• Work order
Once you have read the records, output them exactly.

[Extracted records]

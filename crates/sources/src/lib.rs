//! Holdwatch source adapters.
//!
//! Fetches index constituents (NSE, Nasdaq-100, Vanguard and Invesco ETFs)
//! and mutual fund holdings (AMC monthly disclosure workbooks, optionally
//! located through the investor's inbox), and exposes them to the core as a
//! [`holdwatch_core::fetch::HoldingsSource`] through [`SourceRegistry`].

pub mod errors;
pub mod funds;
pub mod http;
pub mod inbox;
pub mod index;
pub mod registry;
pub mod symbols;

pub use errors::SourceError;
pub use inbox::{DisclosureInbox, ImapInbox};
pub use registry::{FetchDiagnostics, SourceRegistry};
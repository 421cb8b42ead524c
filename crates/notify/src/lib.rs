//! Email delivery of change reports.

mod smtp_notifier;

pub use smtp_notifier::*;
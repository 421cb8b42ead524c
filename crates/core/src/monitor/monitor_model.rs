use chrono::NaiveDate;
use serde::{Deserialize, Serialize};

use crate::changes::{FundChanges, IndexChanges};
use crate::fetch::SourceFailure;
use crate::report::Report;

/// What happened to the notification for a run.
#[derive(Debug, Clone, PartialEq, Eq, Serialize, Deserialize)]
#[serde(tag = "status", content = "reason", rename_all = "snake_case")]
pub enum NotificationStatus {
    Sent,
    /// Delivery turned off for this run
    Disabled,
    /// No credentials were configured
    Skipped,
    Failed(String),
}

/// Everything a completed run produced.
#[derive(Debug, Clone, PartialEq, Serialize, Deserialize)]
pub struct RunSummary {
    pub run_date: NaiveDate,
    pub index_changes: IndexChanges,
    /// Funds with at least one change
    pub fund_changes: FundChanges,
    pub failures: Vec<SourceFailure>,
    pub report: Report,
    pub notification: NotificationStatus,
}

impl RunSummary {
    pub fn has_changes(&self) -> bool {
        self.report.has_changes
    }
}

• Result of this exercise
filename crates/sources/src/lib.rs
//! Holdwatch source adapters.
//!
//! Fetches index constituents (NSE, Nasdaq-100, Vanguard and Invesco ETFs)
//! and mutual fund holdings (AMC monthly disclosure workbooks, optionally
//! located through the investor's inbox), and exposes them to the core as a
//! [`holdwatch_core::fetch::HoldingsSource`] through [`SourceRegistry`].

pub mod errors;
pub mod funds;
pub mod http;
pub mod inbox;
pub mod index;
pub mod registry;
pub mod symbols;

pub use errors::SourceError;
pub use inbox::{DisclosureInbox, ImapInbox};
pub use registry::{FetchDiagnostics, SourceRegistry};
repository 421cb8b42ead524c
filename crates/notify/src/lib.rs
//! Email delivery of change reports.

mod smtp_notifier;

pub use smtp_notifier::*;
repository 421cb8b42ead524c
filename crates/core/src/monitor/monitor_model.rs
use chrono::NaiveDate;
use serde::{Deserialize, Serialize};

use crate::changes::{FundChanges, IndexChanges};
use crate::fetch::SourceFailure;
use crate::report::Report;

/// What happened to the notification for a run.
#[derive(Debug, Clone, PartialEq, Eq, Serialize, Deserialize)]
#[serde(tag = "status", content = "reason", rename_all = "snake_case")]
pub enum NotificationStatus {
    Sent,
    /// Delivery turned off for this run
    Disabled,
    /// No credentials were configured
    Skipped,
    Failed(String),
}

/// Everything a completed run produced.
#[derive(Debug, Clone, PartialEq, Serialize, Deserialize)]
pub struct RunSummary {
    pub run_date: NaiveDate,
    pub index_changes: IndexChanges,
    /// Funds with at least one change
    pub fund_changes: FundChanges,
    pub failures: Vec<SourceFailure>,
    pub report: Report,
    pub notification: NotificationStatus,
}

impl RunSummary {
    pub fn has_changes(&self) -> bool {
        self.report.has_changes
    }
}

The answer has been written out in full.